● Dataset entries:

==*==

//! Configuration parsing, validation, and hashing.
//!
//! This module handles everything related to the `stratus.deploy.yaml`
//! configuration file: declaration types, parsing, validation, and
//! deterministic snapshot hashing.

mod hash;
mod parser;
mod spec;
mod validator;

pub use hash::DeclHasher;
pub use parser::{find_config_file, ConfigParser, DEFAULT_CONFIG_FILES, PROVIDER_TOKEN_VAR};
pub use spec::{
    collect_references, extract_references, DeployConfig, ProjectConfig, ProviderConfig,
    Reference, ResourceDecl, StateConfig, ID_ATTRIBUTE, PARAMETER_TARGET,
};
pub use validator::{ConfigValidator, ValidationError, ValidationResult};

==*==

● PROBLEM TO WORK ON: In the entries above, identify every line with the word "parser". Copy those lines.

● RESULT:
mod parser;
pub use parser::{find_config_file, ConfigParser, DEFAULT_CONFIG_FILES, PROVIDER_TOKEN_VAR};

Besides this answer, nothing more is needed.